MPI mengembangkan 3 indikator tersebut secara lebih mendalam, dimana indikator Kesehatan terdiri dari pemenuhan nutrisi dan kematian anak, indicator Pendidikan menggunakan lama sekolah dan tingkat kehadiran sekolah, sementara standar hidup menggunakan penggunaan bahan bakar memasak, sanitasi, air minum, listrik, rumah, dan asset. Alat pengukuran ini digunakan karena berbagai indikator tersebut dianggap mampu mempengaruhi tingkat kemiskinan seseorang. Lama sekolah dan tingkat kehadiran siswa di sekolah, misalnya, mengukur tahun lama sekolah siswa dan tingkat kehadiran siswa di sekolah. Hal ini menegaskan bahwa walau suatu daerah memiliki tingkat tahun lama sekolah yang tinggi, hal ini perlu diiringi dengan tingkat kehadiran siswa yang tinggi untuk menjamin bahwa seluruh (atau jika tidak Sebagian besar) siswa turut menikmati Pendidikan dan karenanya indicator ini setidaknya menjamin lama tahun Pendidikan diiringi dengan kualitas pendidikan yang merata.
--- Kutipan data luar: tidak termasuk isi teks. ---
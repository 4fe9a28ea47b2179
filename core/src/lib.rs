//! A Rust library that turns the textual output of the `git` command-line tool
//! into structured data.
//!
//! It provides three pure parsers:
//!
//! * [`tokenize`] splits a shell-style command string into argument tokens.
//! * [`parse_commits`] reads `git log --pretty=raw` output into [`Commit`] records.
//! * [`parse_branches`] reads `git branch` / `git branch --all` output into branch names.
//!
//! Running git, locating its binary and validating repositories are left to the
//! caller; this crate only consumes text that has already been captured.
//!
//! ```
//! use gitparse_core::{parse_branches, tokenize};
//!
//! let args = tokenize("branch --all").unwrap();
//! assert_eq!(args, ["branch", "--all"]);
//!
//! let names = parse_branches("* master\n  remotes/origin/HEAD -> origin/master\n  remotes/origin/master\n");
//! assert_eq!(names, ["master", "remotes/origin/master"]);
//! ```

pub mod error;
pub mod models;
pub mod parsers;
pub mod tokenizer;
pub mod types;

// Re-export key types
pub use crate::error::GitError;
pub use crate::models::{Commit, Signature};
pub use crate::parsers::{
    extract_branch_strings, parse_branches, parse_commits, split_commit_segments, BranchFilter,
};
pub use crate::tokenizer::tokenize;
pub use crate::types::{ObjectId, Result};

pub mod prelude {
    //! Convenient import for common GitParse types and functions.
    pub use crate::error::GitError;
    pub use crate::models::*;
    pub use crate::parsers::{
        extract_branch_strings, parse_branches, parse_commits, split_commit_segments, BranchFilter,
    };
    pub use crate::tokenizer::tokenize;
    pub use crate::types::{ObjectId, Result};
}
Pada tahun 2022, indicator rata-rata lama sekolah di Sulawesi Tenggara memiliki angka 9,25 tahun, yang sementara di Sulawesi Selatan (sebagai pembanding dengan provinsi yang dianggap maju di Pulau Sulawesi) hanya mencapai 8,63 tahun. Menariknya, walau rata-rata lama sekolah di Sulawesi Tenggara lebih tinggi dibanding Sulawesi Selatan, mengapa Pengeluaran per Kapita (disesuaikan) Sulawesi Tenggara lebih rendah (Rp.9,708 juta) dibanding Sulawesi Selatan (Rp.11,430 juta)?
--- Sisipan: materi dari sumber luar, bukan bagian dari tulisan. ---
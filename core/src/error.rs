//! Defines the error types used throughout the GitParse library.
use thiserror::Error;

/// Represents errors that can occur while turning git output into structured data.
#[derive(Debug, Error, Clone, PartialEq, Eq)]
pub enum GitError {
    /// The command string ended while a quoted section was still open.
    /// `position` is the byte offset of the opening quote character.
    #[error("Unclosed {quote} quote starting at byte {position}")]
    UnclosedQuote { quote: char, position: usize },

    /// A commit segment of raw log output lacks a mandatory field or holds one
    /// that cannot be decoded. `segment` is the zero-based index of the segment.
    #[error("Malformed commit in segment {segment}: {reason}")]
    MalformedCommit { segment: usize, reason: String },

    /// The provided string is not a full hexadecimal object id.
    #[error("Object id is invalid: {0}")]
    InvalidObjectId(String),

    /// An author or committer line could not be split into name, email and date.
    #[error("Identity line is invalid: {0}")]
    InvalidSignature(String),

    /// A branch filter pattern is not a valid regular expression.
    #[error("Branch filter pattern is invalid: {0}")]
    InvalidPattern(String),
}
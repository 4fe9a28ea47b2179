use std::fs;
use std::path::{Path, PathBuf};
use std::process::Command;
use tempfile::TempDir;

/// Runs git in `repo_path` and returns its standard output, whatever the exit status.
pub fn git_output(repo_path: &Path, args: &[&str]) -> String {
    let output = Command::new("git")
        .args(args)
        .current_dir(repo_path)
        .output()
        .expect("Failed to run git");
    String::from_utf8(output.stdout).expect("git output is not UTF-8")
}

/// Runs git in `repo_path`, failing the test if the command fails.
pub fn git(repo_path: &Path, args: &[&str]) {
    let output = Command::new("git")
        .args(args)
        .current_dir(repo_path)
        .output()
        .expect("Failed to run git");
    assert!(
        output.status.success(),
        "git {:?} failed: {}",
        args,
        String::from_utf8_lossy(&output.stderr)
    );
}

/// Helper to create an empty test repository whose unborn branch is `master`.
pub fn create_test_repo() -> (TempDir, PathBuf) {
    let temp_dir = TempDir::new().unwrap();
    let repo_path = temp_dir.path().to_path_buf();

    git(&repo_path, &["init", "--quiet"]);
    git(&repo_path, &["symbolic-ref", "HEAD", "refs/heads/master"]);
    git(&repo_path, &["config", "user.name", "Test User"]);
    git(&repo_path, &["config", "user.email", "test@example.com"]);
    git(&repo_path, &["config", "commit.gpgsign", "false"]);

    (temp_dir, repo_path)
}

/// Helper to create a commit with fixed author and committer dates.
pub fn create_commit(repo_path: &Path, file: &str, content: &str, message: &str, epoch: i64) {
    fs::write(repo_path.join(file), content).expect("Failed to write file");
    git(repo_path, &["add", file]);
    commit_at(repo_path, &["commit", "--quiet", "-m", message], epoch);
}

/// Runs a committing git command with both dates pinned to `epoch` at `+0200`.
pub fn commit_at(repo_path: &Path, args: &[&str], epoch: i64) {
    let date = format!("@{} +0200", epoch);
    let output = Command::new("git")
        .args(args)
        .current_dir(repo_path)
        .env("GIT_AUTHOR_DATE", &date)
        .env("GIT_COMMITTER_DATE", &date)
        .output()
        .expect("Failed to run git");
    assert!(
        output.status.success(),
        "git {:?} failed: {}",
        args,
        String::from_utf8_lossy(&output.stderr)
    );
}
Pergeseran Stigma: Menuju Paradigma Indikator dan Pertumbuhan Baru
Pemutakhiran indikator kesejahteraan bukan merupakan hal yang tabu terjadi pada dunia ekonomi, bahkan dunia pengetahuan. Kuhn bahkan menyebutkan bahwa ilmu pengetahuan bergeser menuju paradigma baru yang berasal dari pemahaman terbaru setelah hadirnya pemahaman dan fakta-fakta baru pada ilmu pengetahuan. Beberapa tahun sebelum MPI dikembangkan, didasarkan ketidakpuasan terhadap indikator Produk Domestik Bruto (PDB), Sarkozy, Presiden Prancis, menugaskan 3 ekonom ternama: Stiglitz, Sen, dan Fitoussi untuk memperbaharui indikator kemajuan sosial-ekonomi. Karenanya, untuk mencapai hal tersebut, juga dibutuhkan pemahaman terbaru terhadap pengertian kesejahteraan.
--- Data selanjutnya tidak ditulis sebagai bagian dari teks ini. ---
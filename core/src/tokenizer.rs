//! Shell-style splitting of a single command string into argument tokens.
//!
//! Git itself is never involved here; the tokens are meant to become the
//! argument vector of a process invocation, so quoting is resolved exactly
//! once and the result is passed to the process without a shell.

use crate::error::GitError;
use crate::types::Result;
use log::trace;

/// Splits `command` into argument tokens, resolving quotes and escapes.
///
/// Unquoted runs of whitespace separate tokens. Single and double quotes group
/// text (whitespace included) and are removed; quoted and unquoted pieces that
/// touch are concatenated into one token, so `"some'"thing` yields
/// `some'thing`. An empty quoted string (`""`) still produces an empty token.
///
/// Only spaces and tabs separate tokens; any other character, line breaks
/// included, is part of a token.
///
/// Backslash escapes follow the shell: outside quotes it makes the next
/// character literal, inside double quotes it escapes `"`, `'` and `\`, and
/// inside single quotes it has no special meaning.
///
/// # Examples
/// ```
/// use gitparse_core::tokenize;
///
/// let args = tokenize("log HEAD^..HEAD --format=raw").unwrap();
/// assert_eq!(args, ["log", "HEAD^..HEAD", "--format=raw"]);
///
/// let args = tokenize(r#"commit -m "first line""#).unwrap();
/// assert_eq!(args, ["commit", "-m", "first line"]);
/// ```
///
/// # Errors
/// Returns `GitError::UnclosedQuote` if the input ends inside a quoted section.
pub fn tokenize(command: &str) -> Result<Vec<String>> {
    let mut tokens = Vec::new();
    let mut current = String::new();
    // Distinguishes an empty-but-present token (`""`) from no token at all.
    let mut has_content = false;
    let mut in_single = false;
    let mut in_double = false;
    let mut quote_start = 0;

    let mut chars = command.char_indices().peekable();
    while let Some((position, c)) = chars.next() {
        match c {
            '\'' if !in_double => {
                if !in_single {
                    quote_start = position;
                }
                in_single = !in_single;
                has_content = true;
            }
            '"' if !in_single => {
                if !in_double {
                    quote_start = position;
                }
                in_double = !in_double;
                has_content = true;
            }
            '\\' if !in_single => {
                match chars.peek() {
                    Some(&(_, next)) if !in_double || matches!(next, '"' | '\'' | '\\') => {
                        current.push(next);
                        chars.next();
                    }
                    _ => current.push('\\'),
                }
                has_content = true;
            }
            ' ' | '\t' if !in_single && !in_double => {
                if has_content {
                    tokens.push(std::mem::take(&mut current));
                    has_content = false;
                }
            }
            c => {
                current.push(c);
                has_content = true;
            }
        }
    }

    if in_single || in_double {
        return Err(GitError::UnclosedQuote {
            quote: if in_single { '\'' } else { '"' },
            position: quote_start,
        });
    }

    if has_content {
        tokens.push(current);
    }

    trace!("Tokenized {:?} into {} arguments", command, tokens.len());
    Ok(tokens)
}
Dalam perjalanannya, telah terjadi pergeseran paradigma yang besar dalam memahami pertumbuhan: Indikator PDB mungkin bisa menunjukkan bagaimana kemajuan (progress) ekonomi suatu daerah, namun gagal menunjukkan kesenjangan. Hal ini dikarenakan boleh jadi produktivitas tersebut lebih banyak dinikmati atau diserap kelompok menengah atas. Sehingga, pemahaman terhadap kesejahteraan perlu diperbaharui. Hal ini bukannya mengabaikan fungsi PDB itu sendiri. Namun, paradigma baru ini memperlihatkan bahwa PDB bukan menjadi indicator satu-satunya dalam mengukur kesejahteraan. Indikator MPI yang diperkenalkan oleh OPHI dan UNDP serta pandangan Sen menawarkan pandangan segar dalam memahami pembangunan dan kesejahteraan. Sehingga, diharapkan pengetahuan tersebut dapat membantu pemda dalam merumus-bentuk kebijakan program dan penganggaran yang lebih tepat dalam mengentaskan kemiskinan.
Terakhir, menemukenali akar masalah kemiskinan menjadi penting dalam menuntaskan permasalahan tersebut. Namun, menentukan indikator yang tepat dalam mengatasi akar permasalahan yang lebih jauh berpengaruh terhadap penentuan kebijakan program dan penganggaran juga tidak kalah pentingnya. Hal ini dikarenakan, kekeliruan dalam memahami indikator kemiskinan yang tepat untuk menuntaskan masalah tersebut dapat berakibat fatal: memperburuk keuangan daerah, menghambat kemajuan pada program terkait, berkurangnya anggaran pada program lain akibat harus mengalokasikan pada program kemiskinan yang gagal pada tahun anggaran sebelumnya, serta tentu, tak lupa, turut berpengaruh pada opini bagi pemda setempat.